Assigned task:
Wherever the string "SYNCHRONIZED" shows up in the records below, return that line.

Task data:
//! Modifier sets shared by source and binary declarations.
//!
//! The low bits reuse the class-file `ACC_*` values; source-only modifiers and the binder's
//! own markers live above bit 16.

use std::fmt;

use jmodel_classfile::access;

#[derive(Clone, Copy, Default, PartialEq, Eq, Hash)]
pub struct Modifiers(u32);

impl Modifiers {
    pub const NONE: Modifiers = Modifiers(0);
    pub const PUBLIC: Modifiers = Modifiers(access::ACC_PUBLIC as u32);
    pub const PRIVATE: Modifiers = Modifiers(access::ACC_PRIVATE as u32);
    pub const PROTECTED: Modifiers = Modifiers(access::ACC_PROTECTED as u32);
    pub const STATIC: Modifiers = Modifiers(access::ACC_STATIC as u32);
    pub const FINAL: Modifiers = Modifiers(access::ACC_FINAL as u32);
    pub const SYNCHRONIZED: Modifiers = Modifiers(access::ACC_SYNCHRONIZED as u32);
    pub const VOLATILE: Modifiers = Modifiers(access::ACC_VOLATILE as u32);
    pub const TRANSIENT: Modifiers = Modifiers(access::ACC_TRANSIENT as u32);
    pub const NATIVE: Modifiers = Modifiers(access::ACC_NATIVE as u32);
    pub const ABSTRACT: Modifiers = Modifiers(access::ACC_ABSTRACT as u32);
    pub const STRICTFP: Modifiers = Modifiers(access::ACC_STRICT as u32);
    pub const SYNTHETIC: Modifiers = Modifiers(access::ACC_SYNTHETIC as u32);
    pub const BRIDGE: Modifiers = Modifiers(1 << 16);
    pub const DEFAULT: Modifiers = Modifiers(1 << 17);
    pub const SEALED: Modifiers = Modifiers(1 << 18);
    pub const NON_SEALED: Modifiers = Modifiers(1 << 19);
    /// Declared implicitly by the binder (default constructors, enum `values`/`valueOf`).
    pub const GENERATED: Modifiers = Modifiers(1 << 20);

    const KEYWORDS: &'static [(Modifiers, &'static str)] = &[
        (Modifiers::PUBLIC, "public"),
        (Modifiers::PROTECTED, "protected"),
        (Modifiers::PRIVATE, "private"),
        (Modifiers::ABSTRACT, "abstract"),
        (Modifiers::DEFAULT, "default"),
        (Modifiers::STATIC, "static"),
        (Modifiers::SEALED, "sealed"),
        (Modifiers::NON_SEALED, "non-sealed"),
        (Modifiers::FINAL, "final"),
        (Modifiers::TRANSIENT, "transient"),
        (Modifiers::VOLATILE, "volatile"),
        (Modifiers::SYNCHRONIZED, "synchronized"),
        (Modifiers::NATIVE, "native"),
        (Modifiers::STRICTFP, "strictfp"),
    ];

    pub const fn bits(self) -> u32 {
        self.0
    }

    pub const fn from_bits(bits: u32) -> Self {
        Modifiers(bits)
    }

    pub const fn contains(self, other: Modifiers) -> bool {
        self.0 & other.0 == other.0
    }

    pub const fn intersects(self, other: Modifiers) -> bool {
        self.0 & other.0 != 0
    }

    pub const fn union(self, other: Modifiers) -> Self {
        Modifiers(self.0 | other.0)
    }

    pub const fn without(self, other: Modifiers) -> Self {
        Modifiers(self.0 & !other.0)
    }

    pub fn insert(&mut self, other: Modifiers) {
        self.0 |= other.0;
    }

    pub fn is_empty(self) -> bool {
        self.0 == 0
    }

    pub fn is_public(self) -> bool {
        self.contains(Modifiers::PUBLIC)
    }

    pub fn is_static(self) -> bool {
        self.contains(Modifiers::STATIC)
    }

    pub fn is_final(self) -> bool {
        self.contains(Modifiers::FINAL)
    }

    pub fn is_abstract(self) -> bool {
        self.contains(Modifiers::ABSTRACT)
    }

    /// Compiler-generated: synthetic, bridge, or declared implicitly.
    pub fn is_generated(self) -> bool {
        self.intersects(Modifiers::SYNTHETIC.union(Modifiers::BRIDGE).union(Modifiers::GENERATED))
    }

    pub fn from_keyword(keyword: &str) -> Option<Self> {
        Self::KEYWORDS
            .iter()
            .find(|(_, text)| *text == keyword)
            .map(|(flag, _)| *flag)
    }

    /// Source keywords in canonical order (`public static final`).
    pub fn keywords(self) -> Vec<&'static str> {
        Self::KEYWORDS
            .iter()
            .filter(|(flag, _)| self.contains(*flag))
            .map(|(_, text)| *text)
            .collect()
    }
}

impl std::ops::BitOr for Modifiers {
    type Output = Modifiers;

    fn bitor(self, rhs: Modifiers) -> Modifiers {
        self.union(rhs)
    }
}

impl std::ops::BitOrAssign for Modifiers {
    fn bitor_assign(&mut self, rhs: Modifiers) {
        self.insert(rhs);
    }
}

impl fmt::Display for Modifiers {
    fn fmt(&self, f: &mut fmt::Formatter<'_>) -> fmt::Result {
        f.write_str(&self.keywords().join(" "))
    }
}

impl fmt::Debug for Modifiers {
    fn fmt(&self, f: &mut fmt::Formatter<'_>) -> fmt::Result {
        write!(f, "Modifiers({:#x}: {})", self.0, self)
    }
}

Answer to this exercise:
    pub const SYNCHRONIZED: Modifiers = Modifiers(access::ACC_SYNCHRONIZED as u32);
        (Modifiers::SYNCHRONIZED, "synchronized"),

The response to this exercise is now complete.